[Saved data entries]
▼▼▼

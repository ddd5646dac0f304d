use bytes::{Bytes, BytesMut};
use http::{HeaderMap, StatusCode};
use std::time::Duration;
use tokio::sync::oneshot;
use toolrelay_core::ResponseEnvelope;

use super::{CompletionError, ResponseWriter};

/// A finished in-memory response
#[derive(Debug, Clone)]
pub struct Captured {
    pub status: StatusCode,
    pub headers: HeaderMap,
    pub body: Bytes,
}

impl Captured {
    #[must_use]
    pub fn into_envelope(self) -> ResponseEnvelope {
        ResponseEnvelope::new(
            self.status.as_u16(),
            String::from_utf8_lossy(&self.body).into_owned(),
        )
    }
}

/// Writer that buffers everything and reports once on `end()`
#[derive(Debug)]
pub struct CapturedResponse {
    status: Option<StatusCode>,
    headers: HeaderMap,
    body: BytesMut,
    done: Option<oneshot::Sender<Captured>>,
}

impl CapturedResponse {
    #[must_use]
    pub fn new() -> (Self, Completion) {
        let (tx, rx) = oneshot::channel();
        let writer = Self {
            status: None,
            headers: HeaderMap::new(),
            body: BytesMut::new(),
            done: Some(tx),
        };
        (writer, Completion { rx })
    }
}

impl ResponseWriter for CapturedResponse {
    fn write_head(&mut self, status: StatusCode, headers: HeaderMap) {
        if self.status.is_none() && self.done.is_some() {
            self.status = Some(status);
            self.headers = headers;
        }
    }

    fn write(&mut self, chunk: Bytes) {
        if self.done.is_none() {
            return;
        }
        self.status.get_or_insert(StatusCode::OK);
        self.body.extend_from_slice(&chunk);
    }

    fn end(&mut self, chunk: Option<Bytes>) {
        if let Some(chunk) = chunk {
            self.write(chunk);
        }
        let Some(done) = self.done.take() else {
            return;
        };
        let captured = Captured {
            status: self.status.unwrap_or(StatusCode::OK),
            headers: std::mem::take(&mut self.headers),
            body: std::mem::take(&mut self.body).freeze(),
        };
        // The waiting side may already have given up.
        let _ = done.send(captured);
    }

    fn is_finished(&self) -> bool {
        self.done.is_none()
    }
}

/// Resolves with the captured response once the writer ends
#[derive(Debug)]
pub struct Completion {
    rx: oneshot::Receiver<Captured>,
}

impl Completion {
    pub async fn wait(self, limit: Duration) -> Result<Captured, CompletionError> {
        match tokio::time::timeout(limit, self.rx).await {
            Ok(Ok(captured)) => Ok(captured),
            Ok(Err(_)) => Err(CompletionError::Dropped),
            Err(_) => Err(CompletionError::TimedOut),
        }
    }
}

#[cfg(test)]
mod tests {
    use super::*;

    #[tokio::test]
    async fn test_captures_head_and_body() {
        let (mut writer, completion) = CapturedResponse::new();
        writer.write_head(StatusCode::CREATED, HeaderMap::new());
        writer.write(Bytes::from_static(b"hel"));
        writer.end(Some(Bytes::from_static(b"lo")));
        assert!(writer.is_finished());

        let captured = completion.wait(Duration::from_secs(1)).await.unwrap();
        assert_eq!(captured.status, StatusCode::CREATED);
        assert_eq!(captured.body, Bytes::from_static(b"hello"));

        let envelope = captured.into_envelope();
        assert_eq!(envelope.status, 201);
        assert_eq!(envelope.body, "hello");
    }

    #[tokio::test]
    async fn test_implicit_ok_status() {
        let (mut writer, completion) = CapturedResponse::new();
        writer.end(Some(Bytes::from_static(b"x")));
        let captured = completion.wait(Duration::from_secs(1)).await.unwrap();
        assert_eq!(captured.status, StatusCode::OK);
    }

    #[tokio::test]
    async fn test_writes_after_end_are_ignored() {
        let (mut writer, completion) = CapturedResponse::new();
        writer.end(Some(Bytes::from_static(b"first")));
        writer.write_head(StatusCode::INTERNAL_SERVER_ERROR, HeaderMap::new());
        writer.end(Some(Bytes::from_static(b"second")));

        let captured = completion.wait(Duration::from_secs(1)).await.unwrap();
        assert_eq!(captured.status, StatusCode::OK);
        assert_eq!(captured.body, Bytes::from_static(b"first"));
    }

    #[tokio::test]
    async fn test_dropped_writer() {
        let (writer, completion) = CapturedResponse::new();
        drop(writer);
        assert_eq!(
            completion.wait(Duration::from_secs(1)).await.unwrap_err(),
            CompletionError::Dropped
        );
    }

    #[tokio::test(start_paused = true)]
    async fn test_never_ended_times_out() {
        let (_writer, completion) = CapturedResponse::new();
        assert_eq!(
            completion.wait(Duration::from_secs(10)).await.unwrap_err(),
            CompletionError::TimedOut
        );
    }
}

▲▲▲

## TASK PROMPT
From the data above, output exactly the lines between the one containing "self.status.get_or_insert(StatusCode::OK);" and the one containing "assert_eq!(captured.status, StatusCode::CREATED);", counting both of them.

## OUTPUT FOR THIS TASK
        self.status.get_or_insert(StatusCode::OK);
        self.body.extend_from_slice(&chunk);
    }

    fn end(&mut self, chunk: Option<Bytes>) {
        if let Some(chunk) = chunk {
            self.write(chunk);
        }
        let Some(done) = self.done.take() else {
            return;
        };
        let captured = Captured {
            status: self.status.unwrap_or(StatusCode::OK),
            headers: std::mem::take(&mut self.headers),
            body: std::mem::take(&mut self.body).freeze(),
        };
        // The waiting side may already have given up.
        let _ = done.send(captured);
    }

    fn is_finished(&self) -> bool {
        self.done.is_none()
    }
}

/// Resolves with the captured response once the writer ends
#[derive(Debug)]
pub struct Completion {
    rx: oneshot::Receiver<Captured>,
}

impl Completion {
    pub async fn wait(self, limit: Duration) -> Result<Captured, CompletionError> {
        match tokio::time::timeout(limit, self.rx).await {
            Ok(Ok(captured)) => Ok(captured),
            Ok(Err(_)) => Err(CompletionError::Dropped),
            Err(_) => Err(CompletionError::TimedOut),
        }
    }
}

#[cfg(test)]
mod tests {
    use super::*;

    #[tokio::test]
    async fn test_captures_head_and_body() {
        let (mut writer, completion) = CapturedResponse::new();
        writer.write_head(StatusCode::CREATED, HeaderMap::new());
        writer.write(Bytes::from_static(b"hel"));
        writer.end(Some(Bytes::from_static(b"lo")));
        assert!(writer.is_finished());

        let captured = completion.wait(Duration::from_secs(1)).await.unwrap();
        assert_eq!(captured.status, StatusCode::CREATED);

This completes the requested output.